Unsteady heat equation, implicit time stepping, VTK output and ParaView, parallelization with MPI, residual based termination. File 06_HeatEquation.cpp.
In this tutorial, we will make use of the Jacobi method implemented in Tutorial - PDE 1: Solving PDEs with the Jacobi Method to solve the linear system of equations that arises by the implicit time discretization of the unsteady heat equation. The implementation is further improved by using VTK output, parallelization with MPI, and a residual based termination of the Jacobi iteration.
The heat equation is a classical example for a parabolic partial differential equation, given by:
\[ \frac{\partial u(x,y,t)}{\partial t} = \kappa \left( \frac{\partial^2 u(x,y,t)}{\partial x^2} + \frac{\partial^2 u(x,y,t)}{\partial y^2}\right) \]
It includes the unknown \(u(x,y,t)\) which can be any scalar, and often is regarded physically as the temperature, and the thermal diffusivity \(\kappa\). In our case, the domain is \(\Omega=[0,1]\times[0,1]\), the Dirichlet boundary conditions are zero everywhere, and the initial distribution of \(u\) inside the domain is given by the initial condition
\[ u(x,y,0) = \sin(\pi x) \sin(\pi y). \]

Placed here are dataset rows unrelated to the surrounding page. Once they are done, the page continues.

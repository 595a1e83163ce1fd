//! Project configuration read from an INI outline file.
//!
//! An outline has two well-known sections: `[project]` holds project-wide
//! options and `[outline]` holds the logical document structure. Option names
//! keep their case. Every other section is kept as-is and reachable through
//! [`Outline::get`].

use crate::error::{CentoError, Result};
use crate::loaders;
use crate::style::{DEFAULT_STYLE, Style};
use ini::{Ini, ParseOption};
use serde_json::{Map, Value as JsonValue};
use std::io;
use std::path::{Path, PathBuf};

/// Section holding project-wide options.
pub const PROJECT_SECTION: &str = "project";
/// Section holding the document structure.
pub const OUTLINE_SECTION: &str = "outline";

/// Options of one outline section, in file order.
pub type OptionMap = Map<String, JsonValue>;

/// INI dialect switches.
#[derive(Clone, Copy, Debug, PartialEq, Eq, Default)]
pub struct ParserOptions {
    /// Strip matching quotes around values.
    pub quotes: bool,
    /// Interpret backslash escapes in values.
    pub escapes: bool,
}

impl ParserOptions {
    /// Convert to rust-ini `ParseOption`.
    pub fn to_ini(self) -> ParseOption {
        ParseOption {
            enabled_quote: self.quotes,
            enabled_escape: self.escapes,
            ..ParseOption::default()
        }
    }
}

/// Parsed outline contents plus instance-level defaults.
#[derive(Debug, Clone, Default, PartialEq)]
pub struct Outline {
    contents: Vec<(String, OptionMap)>,
    defaults: OptionMap,
}

impl Outline {
    /// Create an empty outline.
    pub fn new() -> Self {
        Self::default()
    }

    /// Loads the INI file at `path`.
    pub fn create(path: impl AsRef<Path>, options: ParserOptions) -> Result<Self> {
        let path = path.as_ref();
        let text = loaders::read_text(path).map_err(|source| match source.kind() {
            io::ErrorKind::InvalidData => CentoError::ConfigParse {
                path: path.to_path_buf(),
                message: source.to_string(),
            },
            _ => CentoError::ConfigNotFound {
                path: path.to_path_buf(),
                source,
            },
        })?;
        let outline = Self::parse_at(&text, path, options)?;
        log::debug!(
            "loaded outline {} with sections {:?}",
            path.display(),
            outline.keys()
        );
        Ok(outline)
    }

    /// Parses INI text held in memory.
    pub fn parse(text: &str, options: ParserOptions) -> Result<Self> {
        Self::parse_at(text, Path::new("<inline>"), options)
    }

    fn parse_at(text: &str, path: &Path, options: ParserOptions) -> Result<Self> {
        let malformed = |message: String| CentoError::ConfigParse {
            path: PathBuf::from(path),
            message,
        };
        let ini = Ini::load_from_str_opt(text, options.to_ini())
            .map_err(|err| malformed(err.to_string()))?;

        let mut outline = Outline::new();
        for (section, properties) in ini.iter() {
            let Some(section) = section else {
                if let Some((key, _)) = properties.iter().next() {
                    return Err(malformed(format!(
                        "option {key:?} appears before any section header"
                    )));
                }
                continue;
            };
            let mut map = OptionMap::new();
            for (key, value) in properties.iter() {
                map.insert(key.to_string(), JsonValue::String(value.to_string()));
            }
            outline.add(section, map)?;
        }
        Ok(outline)
    }

    /// Replace the fallback project options.
    pub fn with_defaults(mut self, defaults: OptionMap) -> Self {
        self.defaults = defaults;
        self
    }

    /// Fallback project options.
    pub fn defaults(&self) -> &OptionMap {
        &self.defaults
    }

    /// The `[project]` section.
    pub fn options(&self) -> Result<&OptionMap> {
        self.get(PROJECT_SECTION)
            .map_err(|_| CentoError::missing_section(PROJECT_SECTION))
    }

    /// The `[outline]` section.
    pub fn structure(&self) -> Result<&OptionMap> {
        self.get(OUTLINE_SECTION)
            .map_err(|_| CentoError::missing_section(OUTLINE_SECTION))
    }

    /// Entry names of the `[outline]` section, in file order.
    pub fn chapters(&self) -> Result<Vec<&str>> {
        Ok(self.structure()?.keys().map(String::as_str).collect())
    }

    /// Project option `key`, falling back to the defaults.
    pub fn option(&self, key: &str) -> Option<&JsonValue> {
        self.get(PROJECT_SECTION)
            .ok()
            .and_then(|options| options.get(key))
            .or_else(|| self.defaults.get(key))
    }

    /// Project option `key` read as a boolean.
    ///
    /// Accepts `1`/`yes`/`true`/`on` and `0`/`no`/`false`/`off`, in any case.
    pub fn option_bool(&self, key: &str) -> Result<Option<bool>> {
        let Some(value) = self.option(key) else {
            return Ok(None);
        };
        let invalid = || CentoError::InvalidOption {
            key: key.to_string(),
            value: value.to_string(),
            expected: "a boolean",
        };
        match value {
            JsonValue::Bool(flag) => Ok(Some(*flag)),
            JsonValue::String(text) => match text.to_ascii_lowercase().as_str() {
                "1" | "yes" | "true" | "on" => Ok(Some(true)),
                "0" | "no" | "false" | "off" => Ok(Some(false)),
                _ => Err(invalid()),
            },
            _ => Err(invalid()),
        }
    }

    /// Copies default options missing from `[project]` into it.
    ///
    /// Creates the `[project]` section when the defaults are not empty.
    pub fn apply_defaults(&mut self) {
        if self.defaults.is_empty() {
            return;
        }
        let missing: OptionMap = match self.get(PROJECT_SECTION) {
            Ok(options) => self
                .defaults
                .iter()
                .filter(|(key, _)| !options.contains_key(*key))
                .map(|(key, value)| (key.clone(), value.clone()))
                .collect(),
            Err(_) => self.defaults.clone(),
        };
        self.merge(PROJECT_SECTION, missing);
    }

    /// Style named by the `style` project option, or the default style.
    pub fn style(&self) -> Result<Style> {
        match self.option("style") {
            None => Style::create(DEFAULT_STYLE),
            Some(JsonValue::String(name)) => Style::create(name.trim()),
            Some(other) => Err(CentoError::InvalidOption {
                key: "style".to_string(),
                value: other.to_string(),
                expected: "a style name",
            }),
        }
    }

    /// Adds `value` under `key`, merging into an existing section.
    ///
    /// Keys already in the section are overwritten by `value`; other keys
    /// are preserved. Fails for keys that cannot name an INI section.
    pub fn add(&mut self, key: &str, value: OptionMap) -> Result<()> {
        if !is_section_name(key) {
            return Err(CentoError::UnhashableKey {
                key: key.to_string(),
            });
        }
        self.merge(key, value);
        Ok(())
    }

    /// Alias of [`Outline::add`] for indexed assignment.
    pub fn set(&mut self, key: &str, value: OptionMap) -> Result<()> {
        self.add(key, value)
    }

    /// Removes `key` and returns its options.
    pub fn delete(&mut self, key: &str) -> Result<OptionMap> {
        let index = self
            .position(key)
            .ok_or_else(|| CentoError::key_not_found(key))?;
        Ok(self.contents.remove(index).1)
    }

    /// Options stored under `key`.
    pub fn get(&self, key: &str) -> Result<&OptionMap> {
        self.position(key)
            .map(|index| &self.contents[index].1)
            .ok_or_else(|| CentoError::key_not_found(key))
    }

    /// Mutable options stored under `key`.
    pub fn get_mut(&mut self, key: &str) -> Result<&mut OptionMap> {
        match self.position(key) {
            Some(index) => Ok(&mut self.contents[index].1),
            None => Err(CentoError::key_not_found(key)),
        }
    }

    /// Whether `key` is present.
    pub fn contains_key(&self, key: &str) -> bool {
        self.position(key).is_some()
    }

    /// `(key, options)` pairs in insertion order.
    pub fn items(&self) -> Vec<(&str, &OptionMap)> {
        self.contents
            .iter()
            .map(|(key, value)| (key.as_str(), value))
            .collect()
    }

    /// Keys in insertion order.
    pub fn keys(&self) -> Vec<&str> {
        self.contents.iter().map(|(key, _)| key.as_str()).collect()
    }

    /// Option maps in insertion order.
    pub fn values(&self) -> Vec<&OptionMap> {
        self.contents.iter().map(|(_, value)| value).collect()
    }

    /// Number of sections.
    pub fn len(&self) -> usize {
        self.contents.len()
    }

    /// Whether there are no sections.
    pub fn is_empty(&self) -> bool {
        self.contents.is_empty()
    }

    fn position(&self, key: &str) -> Option<usize> {
        self.contents.iter().position(|(name, _)| name == key)
    }

    fn merge(&mut self, key: &str, value: OptionMap) {
        match self.position(key) {
            Some(index) => {
                let existing = &mut self.contents[index].1;
                for (option, setting) in value {
                    existing.insert(option, setting);
                }
            }
            None => self.contents.push((key.to_string(), value)),
        }
    }
}

fn is_section_name(key: &str) -> bool {
    !key.trim().is_empty() && !key.contains(['[', ']', '\n', '\r'])
}
//! Publishing styles: which section kinds a format needs and in what order.
//!
//! Styles are plain data. Built-in styles are looked up by name through an
//! explicit table; custom styles are assembled with [`Style::new`].

use crate::dividers::{DividerRegistry, SectionKind};
use crate::error::{CentoError, Result};
use crate::section::Section;

/// Name of the style used when an outline does not pick one.
pub const DEFAULT_STYLE: &str = "textbook";

/// Section requirements and output defaults for one publishing format.
#[derive(Debug, Clone, PartialEq, Eq)]
pub struct Style {
    name: String,
    sections: Vec<SectionKind>,
    default: SectionKind,
    text_format: Option<String>,
    text_reference: Option<String>,
}

const BUILT_INS: &[(&str, fn() -> Style)] = &[
    ("law_review", Style::law_review),
    ("textbook", Style::textbook),
];

impl Style {
    /// Create a style requiring `sections` (in output order).
    ///
    /// `default` receives unmarked content. It does not have to be listed in
    /// `sections`, but then unmarked content is dropped by this style.
    pub fn new(name: impl Into<String>, sections: Vec<SectionKind>, default: SectionKind) -> Self {
        let mut unique = Vec::with_capacity(sections.len());
        for kind in sections {
            if !unique.contains(&kind) {
                unique.push(kind);
            }
        }
        Self {
            name: name.into(),
            sections: unique,
            default,
            text_format: None,
            text_reference: None,
        }
    }

    /// Set the word-processor format for the manuscript.
    pub fn with_text_format(mut self, format: impl Into<String>) -> Self {
        self.text_format = Some(format.into());
        self
    }

    /// Set the reference document used to style the manuscript.
    pub fn with_text_reference(mut self, reference: impl Into<String>) -> Self {
        self.text_reference = Some(reference.into());
        self
    }

    /// Looks up a built-in style by name.
    pub fn create(name: &str) -> Result<Style> {
        BUILT_INS
            .iter()
            .find(|(key, _)| *key == name)
            .map(|(_, constructor)| constructor())
            .ok_or_else(|| CentoError::UnknownStyle {
                name: name.to_string(),
            })
    }

    /// Names of the built-in styles.
    pub fn built_in_names() -> impl Iterator<Item = &'static str> {
        BUILT_INS.iter().map(|(name, _)| *name)
    }

    /// Law review article: manuscript and slides, rendered for Word.
    pub fn law_review() -> Style {
        Style::new(
            "law_review",
            vec![SectionKind::Metadata, SectionKind::Text, SectionKind::Slides],
            SectionKind::Text,
        )
        .with_text_format("word")
        .with_text_reference("law_review")
    }

    /// Textbook: manuscript, notes, and slides.
    pub fn textbook() -> Style {
        Style::new(
            "textbook",
            vec![
                SectionKind::Metadata,
                SectionKind::Text,
                SectionKind::Notes,
                SectionKind::Slides,
            ],
            SectionKind::Text,
        )
    }

    /// Style name.
    pub fn name(&self) -> &str {
        &self.name
    }

    /// Required kinds in output order.
    pub fn sections(&self) -> &[SectionKind] {
        &self.sections
    }

    /// Kind that receives unmarked content.
    pub fn default_kind(&self) -> SectionKind {
        self.default
    }

    /// Word-processor format for the manuscript, if any.
    pub fn text_format(&self) -> Option<&str> {
        self.text_format.as_deref()
    }

    /// Reference document for the manuscript, if any.
    pub fn text_reference(&self) -> Option<&str> {
        self.text_reference.as_deref()
    }

    /// Whether `kind` is part of this style.
    pub fn requires(&self, kind: SectionKind) -> bool {
        self.sections.contains(&kind)
    }

    /// Section parsers for the required kinds, in output order.
    pub fn section_rules(&self, dividers: &DividerRegistry) -> Vec<Section> {
        self.sections
            .iter()
            .map(|kind| Section::for_kind(*kind, dividers))
            .collect()
    }
}
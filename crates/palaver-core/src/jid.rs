// SPDX-FileCopyrightText: 2026 Palaver Contributors
// SPDX-License-Identifier: MIT OR Apache-2.0

//! Chat address handling.
//!
//! Addresses take the form `user[:device]@server`. Personal chats use the
//! phone-number server, groups and broadcast lists have their own servers,
//! and the opaque alternate-identifier form lives on the `lid` server.

use std::fmt;

pub const USER_SERVER: &str = "s.whatsapp.net";
pub const LEGACY_USER_SERVER: &str = "c.us";
pub const GROUP_SERVER: &str = "g.us";
pub const BROADCAST_SERVER: &str = "broadcast";
pub const LID_SERVER: &str = "lid";
pub const NEWSLETTER_SERVER: &str = "newsletter";
pub const STATUS_BROADCAST: &str = "status@broadcast";

/// Classification of a chat address by its server part.
#[derive(Debug, Clone, Copy, PartialEq, Eq)]
pub enum AddressKind {
    /// Stable phone-number-equivalent address.
    User,
    /// Opaque alternate identifier that needs resolving.
    Alternate,
    Group,
    Broadcast,
    Newsletter,
    Unknown,
}

/// A parsed chat address.
#[derive(Debug, Clone, PartialEq, Eq, Hash)]
pub struct Jid {
    pub user: String,
    pub device: Option<u16>,
    pub server: String,
}

impl Jid {
    /// Parse `user[:device]@server`. A missing server yields `None`.
    pub fn parse(raw: &str) -> Option<Self> {
        let (user_part, server) = raw.trim().split_once('@')?;
        if server.is_empty() {
            return None;
        }
        let (user, device) = match user_part.split_once(':') {
            Some((user, device)) => (user, device.parse().ok()),
            None => (user_part, None),
        };
        Some(Self {
            user: user.to_string(),
            device,
            server: server.to_string(),
        })
    }

    pub fn kind(&self) -> AddressKind {
        match self.server.as_str() {
            USER_SERVER | LEGACY_USER_SERVER => AddressKind::User,
            LID_SERVER => AddressKind::Alternate,
            GROUP_SERVER => AddressKind::Group,
            BROADCAST_SERVER => AddressKind::Broadcast,
            NEWSLETTER_SERVER => AddressKind::Newsletter,
            _ => AddressKind::Unknown,
        }
    }

    /// The address without its device suffix, with legacy servers canonicalized.
    pub fn to_bare(&self) -> Jid {
        let server = if self.server == LEGACY_USER_SERVER {
            USER_SERVER.to_string()
        } else {
            self.server.clone()
        };
        Jid {
            user: self.user.clone(),
            device: None,
            server,
        }
    }
}

impl fmt::Display for Jid {
    fn fmt(&self, f: &mut fmt::Formatter<'_>) -> fmt::Result {
        match self.device {
            Some(device) => write!(f, "{}:{}@{}", self.user, device, self.server),
            None => write!(f, "{}@{}", self.user, self.server),
        }
    }
}

/// Classify a raw address string.
pub fn address_kind(raw: &str) -> AddressKind {
    Jid::parse(raw)
        .map(|jid| jid.kind())
        .unwrap_or(AddressKind::Unknown)
}

/// Broadcast lists and the status pseudo-chat.
pub fn is_broadcast(raw: &str) -> bool {
    raw == STATUS_BROADCAST || address_kind(raw) == AddressKind::Broadcast
}

pub fn is_group(raw: &str) -> bool {
    address_kind(raw) == AddressKind::Group
}

pub fn is_alternate(raw: &str) -> bool {
    address_kind(raw) == AddressKind::Alternate
}

/// Normalize a recipient into the canonical chat-address form.
///
/// Bare phone numbers (with or without `+`, spaces, or dashes) become
/// `<digits>@s.whatsapp.net`; full addresses lose their device suffix.
pub fn normalize_recipient(raw: &str) -> Option<String> {
    let trimmed = raw.trim();
    if trimmed.contains('@') {
        return Jid::parse(trimmed).map(|jid| jid.to_bare().to_string());
    }
    let digits: String = trimmed.chars().filter(|c| c.is_ascii_digit()).collect();
    if digits.is_empty() {
        return None;
    }
    Some(format!("{digits}@{USER_SERVER}"))
}

/// The phone-number part of a stable user address.
pub fn phone_number_of(raw: &str) -> Option<String> {
    let jid = Jid::parse(raw)?;
    (jid.kind() == AddressKind::User).then_some(jid.user)
}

For the numerical solution, we not only have to discretize in space but also in time. The latter is done via an implicit Euler method with a time step \(\Delta t\), resulting in the following formulation:
\[ \frac{u^{new} - u^{old}}{\Delta t} = \kappa \left( \frac{\partial^2 u^{new}}{\partial x^2} + \frac{\partial^2 u^{new}}{\partial y^2}\right) \]
So in contrast to an explicit Euler method, where the values on the right-hand side would be of the old time step, resulting in a simple update step, we have to solve a system of equations in each time step.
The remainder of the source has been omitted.